[Data extracted from a collection]
··········
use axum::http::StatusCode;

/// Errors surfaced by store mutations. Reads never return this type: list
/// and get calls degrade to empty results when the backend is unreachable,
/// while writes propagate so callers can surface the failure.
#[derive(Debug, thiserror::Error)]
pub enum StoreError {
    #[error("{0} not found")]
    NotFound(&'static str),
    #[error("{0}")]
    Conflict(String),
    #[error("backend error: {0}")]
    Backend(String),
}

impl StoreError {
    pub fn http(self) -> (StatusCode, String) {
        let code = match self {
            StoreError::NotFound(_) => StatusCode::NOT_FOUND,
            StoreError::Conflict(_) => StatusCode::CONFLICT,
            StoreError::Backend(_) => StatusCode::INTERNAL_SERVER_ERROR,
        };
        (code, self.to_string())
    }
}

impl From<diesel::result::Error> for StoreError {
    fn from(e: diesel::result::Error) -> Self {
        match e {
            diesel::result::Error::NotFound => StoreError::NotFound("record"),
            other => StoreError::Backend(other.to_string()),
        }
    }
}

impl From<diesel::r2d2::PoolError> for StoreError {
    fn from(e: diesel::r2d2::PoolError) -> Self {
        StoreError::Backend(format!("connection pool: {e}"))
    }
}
··········
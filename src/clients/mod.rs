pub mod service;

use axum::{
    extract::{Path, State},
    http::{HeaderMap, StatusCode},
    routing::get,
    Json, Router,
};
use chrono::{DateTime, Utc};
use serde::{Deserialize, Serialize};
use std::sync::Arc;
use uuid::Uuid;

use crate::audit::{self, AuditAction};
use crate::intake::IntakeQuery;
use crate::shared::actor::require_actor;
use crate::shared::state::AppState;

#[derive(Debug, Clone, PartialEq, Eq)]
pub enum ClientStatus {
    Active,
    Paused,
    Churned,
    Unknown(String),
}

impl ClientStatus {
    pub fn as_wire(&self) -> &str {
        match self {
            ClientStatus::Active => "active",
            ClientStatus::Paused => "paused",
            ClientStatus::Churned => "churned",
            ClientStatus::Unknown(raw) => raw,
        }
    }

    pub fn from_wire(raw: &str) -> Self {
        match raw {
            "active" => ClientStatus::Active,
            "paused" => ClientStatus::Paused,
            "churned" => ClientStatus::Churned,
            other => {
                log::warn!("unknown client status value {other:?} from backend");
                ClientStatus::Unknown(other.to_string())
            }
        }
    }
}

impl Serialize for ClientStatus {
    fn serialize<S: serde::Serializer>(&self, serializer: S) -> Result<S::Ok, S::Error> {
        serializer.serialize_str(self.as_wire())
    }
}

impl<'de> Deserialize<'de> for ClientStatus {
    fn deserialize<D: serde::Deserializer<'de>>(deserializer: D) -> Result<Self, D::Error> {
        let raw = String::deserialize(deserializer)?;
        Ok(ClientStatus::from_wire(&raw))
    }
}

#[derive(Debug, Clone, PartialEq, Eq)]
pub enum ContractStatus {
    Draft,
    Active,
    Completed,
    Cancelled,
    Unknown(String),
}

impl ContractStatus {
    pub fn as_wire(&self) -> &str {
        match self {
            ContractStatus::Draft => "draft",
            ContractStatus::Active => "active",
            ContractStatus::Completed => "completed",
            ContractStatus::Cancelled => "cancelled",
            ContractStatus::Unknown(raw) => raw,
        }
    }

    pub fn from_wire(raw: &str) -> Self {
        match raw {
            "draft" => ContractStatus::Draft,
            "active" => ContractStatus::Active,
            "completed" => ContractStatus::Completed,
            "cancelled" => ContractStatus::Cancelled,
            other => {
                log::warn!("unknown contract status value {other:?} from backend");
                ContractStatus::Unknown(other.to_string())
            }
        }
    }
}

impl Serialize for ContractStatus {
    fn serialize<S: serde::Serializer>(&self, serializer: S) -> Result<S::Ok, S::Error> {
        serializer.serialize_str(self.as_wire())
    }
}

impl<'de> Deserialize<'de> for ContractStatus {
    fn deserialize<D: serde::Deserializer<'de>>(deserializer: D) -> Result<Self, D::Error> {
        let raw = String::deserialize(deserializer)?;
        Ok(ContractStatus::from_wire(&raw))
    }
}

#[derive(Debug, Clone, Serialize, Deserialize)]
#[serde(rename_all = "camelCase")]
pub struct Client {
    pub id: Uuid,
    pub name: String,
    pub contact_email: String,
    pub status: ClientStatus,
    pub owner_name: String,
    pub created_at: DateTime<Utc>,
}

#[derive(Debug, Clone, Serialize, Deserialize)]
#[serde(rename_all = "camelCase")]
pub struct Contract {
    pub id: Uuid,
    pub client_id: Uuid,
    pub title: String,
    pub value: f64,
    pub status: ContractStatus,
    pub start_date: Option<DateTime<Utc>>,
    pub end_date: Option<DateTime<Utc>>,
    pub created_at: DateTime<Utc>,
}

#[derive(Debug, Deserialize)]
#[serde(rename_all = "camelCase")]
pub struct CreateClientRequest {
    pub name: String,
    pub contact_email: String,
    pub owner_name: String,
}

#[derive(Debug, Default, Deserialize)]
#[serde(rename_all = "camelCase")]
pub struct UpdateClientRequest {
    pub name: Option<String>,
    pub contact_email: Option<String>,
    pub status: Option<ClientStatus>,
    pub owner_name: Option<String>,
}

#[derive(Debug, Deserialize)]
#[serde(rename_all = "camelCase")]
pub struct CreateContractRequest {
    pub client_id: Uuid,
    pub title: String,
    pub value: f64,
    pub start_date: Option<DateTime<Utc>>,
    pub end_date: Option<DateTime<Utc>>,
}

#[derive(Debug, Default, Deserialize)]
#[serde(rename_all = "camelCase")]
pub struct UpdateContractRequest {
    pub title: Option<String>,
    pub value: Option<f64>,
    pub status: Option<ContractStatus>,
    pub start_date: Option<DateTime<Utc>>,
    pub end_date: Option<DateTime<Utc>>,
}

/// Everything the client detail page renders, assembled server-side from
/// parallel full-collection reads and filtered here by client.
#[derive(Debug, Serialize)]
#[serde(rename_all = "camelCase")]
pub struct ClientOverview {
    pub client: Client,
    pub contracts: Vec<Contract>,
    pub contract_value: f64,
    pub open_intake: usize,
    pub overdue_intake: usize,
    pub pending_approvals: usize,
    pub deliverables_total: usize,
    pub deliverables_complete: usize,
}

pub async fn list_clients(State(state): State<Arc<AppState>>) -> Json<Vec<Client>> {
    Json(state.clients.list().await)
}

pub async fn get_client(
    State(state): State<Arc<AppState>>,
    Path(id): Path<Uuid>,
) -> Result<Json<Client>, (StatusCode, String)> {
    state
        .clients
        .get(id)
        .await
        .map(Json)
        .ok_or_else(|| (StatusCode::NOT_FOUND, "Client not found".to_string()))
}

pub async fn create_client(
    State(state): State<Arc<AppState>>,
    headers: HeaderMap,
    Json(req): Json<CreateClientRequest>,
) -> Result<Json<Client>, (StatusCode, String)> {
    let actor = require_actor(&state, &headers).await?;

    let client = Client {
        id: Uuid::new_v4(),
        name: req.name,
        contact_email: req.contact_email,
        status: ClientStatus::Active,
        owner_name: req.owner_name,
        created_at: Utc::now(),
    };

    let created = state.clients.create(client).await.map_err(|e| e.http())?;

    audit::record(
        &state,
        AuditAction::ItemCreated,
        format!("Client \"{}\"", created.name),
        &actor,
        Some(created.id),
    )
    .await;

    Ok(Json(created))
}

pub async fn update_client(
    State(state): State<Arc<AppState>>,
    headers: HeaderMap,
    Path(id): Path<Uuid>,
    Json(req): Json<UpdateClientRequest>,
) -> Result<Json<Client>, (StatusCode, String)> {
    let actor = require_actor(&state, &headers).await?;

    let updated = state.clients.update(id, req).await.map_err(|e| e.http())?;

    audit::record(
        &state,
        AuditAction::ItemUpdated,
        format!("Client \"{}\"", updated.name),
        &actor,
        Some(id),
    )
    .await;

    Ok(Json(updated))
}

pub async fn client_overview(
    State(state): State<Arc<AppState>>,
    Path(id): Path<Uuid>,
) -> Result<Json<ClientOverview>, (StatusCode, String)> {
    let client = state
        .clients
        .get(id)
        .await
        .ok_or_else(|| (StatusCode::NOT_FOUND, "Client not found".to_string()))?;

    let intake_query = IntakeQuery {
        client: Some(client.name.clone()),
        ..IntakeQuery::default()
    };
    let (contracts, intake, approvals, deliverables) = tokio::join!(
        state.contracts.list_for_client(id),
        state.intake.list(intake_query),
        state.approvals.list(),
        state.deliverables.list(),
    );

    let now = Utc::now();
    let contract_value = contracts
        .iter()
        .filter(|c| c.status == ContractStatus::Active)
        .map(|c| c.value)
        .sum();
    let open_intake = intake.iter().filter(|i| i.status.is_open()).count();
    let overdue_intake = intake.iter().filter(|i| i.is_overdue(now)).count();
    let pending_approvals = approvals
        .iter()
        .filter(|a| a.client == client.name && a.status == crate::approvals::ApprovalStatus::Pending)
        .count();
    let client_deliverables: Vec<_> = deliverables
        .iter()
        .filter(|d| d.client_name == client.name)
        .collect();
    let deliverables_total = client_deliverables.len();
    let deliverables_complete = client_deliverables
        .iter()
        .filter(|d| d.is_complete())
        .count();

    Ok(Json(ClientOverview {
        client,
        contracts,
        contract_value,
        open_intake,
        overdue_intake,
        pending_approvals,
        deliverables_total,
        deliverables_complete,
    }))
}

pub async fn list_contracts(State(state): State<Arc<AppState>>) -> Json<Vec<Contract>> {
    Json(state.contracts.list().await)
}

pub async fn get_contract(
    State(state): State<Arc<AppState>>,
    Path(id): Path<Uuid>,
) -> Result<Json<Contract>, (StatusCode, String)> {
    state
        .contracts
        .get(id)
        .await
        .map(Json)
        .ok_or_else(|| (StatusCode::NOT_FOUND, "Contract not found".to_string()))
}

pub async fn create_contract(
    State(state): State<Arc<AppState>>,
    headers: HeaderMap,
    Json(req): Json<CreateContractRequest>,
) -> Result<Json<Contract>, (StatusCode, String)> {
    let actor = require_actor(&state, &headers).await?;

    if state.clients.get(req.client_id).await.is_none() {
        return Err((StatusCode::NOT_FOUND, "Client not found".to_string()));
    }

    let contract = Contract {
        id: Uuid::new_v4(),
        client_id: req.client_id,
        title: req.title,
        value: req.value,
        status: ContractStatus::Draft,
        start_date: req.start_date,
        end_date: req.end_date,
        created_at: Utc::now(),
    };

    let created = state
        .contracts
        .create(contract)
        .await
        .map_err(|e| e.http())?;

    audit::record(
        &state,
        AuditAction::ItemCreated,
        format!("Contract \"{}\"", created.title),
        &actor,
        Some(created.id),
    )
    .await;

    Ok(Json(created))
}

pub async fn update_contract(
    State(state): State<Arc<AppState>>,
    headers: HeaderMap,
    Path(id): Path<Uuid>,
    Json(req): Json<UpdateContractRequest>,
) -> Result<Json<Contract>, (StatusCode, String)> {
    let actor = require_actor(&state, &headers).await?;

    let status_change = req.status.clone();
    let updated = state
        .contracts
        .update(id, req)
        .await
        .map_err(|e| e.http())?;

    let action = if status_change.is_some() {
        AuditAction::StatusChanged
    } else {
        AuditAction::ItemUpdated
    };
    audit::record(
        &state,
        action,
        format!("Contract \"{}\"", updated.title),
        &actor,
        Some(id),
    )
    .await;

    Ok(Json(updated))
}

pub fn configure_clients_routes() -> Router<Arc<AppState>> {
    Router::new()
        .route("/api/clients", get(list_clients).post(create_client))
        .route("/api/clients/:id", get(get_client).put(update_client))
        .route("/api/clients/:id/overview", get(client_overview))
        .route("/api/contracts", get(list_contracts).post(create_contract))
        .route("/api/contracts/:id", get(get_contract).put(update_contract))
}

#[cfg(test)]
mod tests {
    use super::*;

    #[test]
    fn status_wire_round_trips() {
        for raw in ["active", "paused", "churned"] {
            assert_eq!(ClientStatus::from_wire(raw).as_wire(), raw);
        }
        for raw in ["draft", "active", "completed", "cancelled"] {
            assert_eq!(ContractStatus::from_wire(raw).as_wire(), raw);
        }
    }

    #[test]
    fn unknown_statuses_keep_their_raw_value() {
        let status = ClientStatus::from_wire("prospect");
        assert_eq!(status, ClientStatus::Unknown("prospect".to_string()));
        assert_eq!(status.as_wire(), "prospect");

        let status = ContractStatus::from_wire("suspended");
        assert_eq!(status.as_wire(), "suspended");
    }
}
··········
ACTIVITY — The lines above that hold the string "ClientOverview" are to be located and copied.

WRITTEN ANSWER —
pub struct ClientOverview {
) -> Result<Json<ClientOverview>, (StatusCode, String)> {
    Ok(Json(ClientOverview {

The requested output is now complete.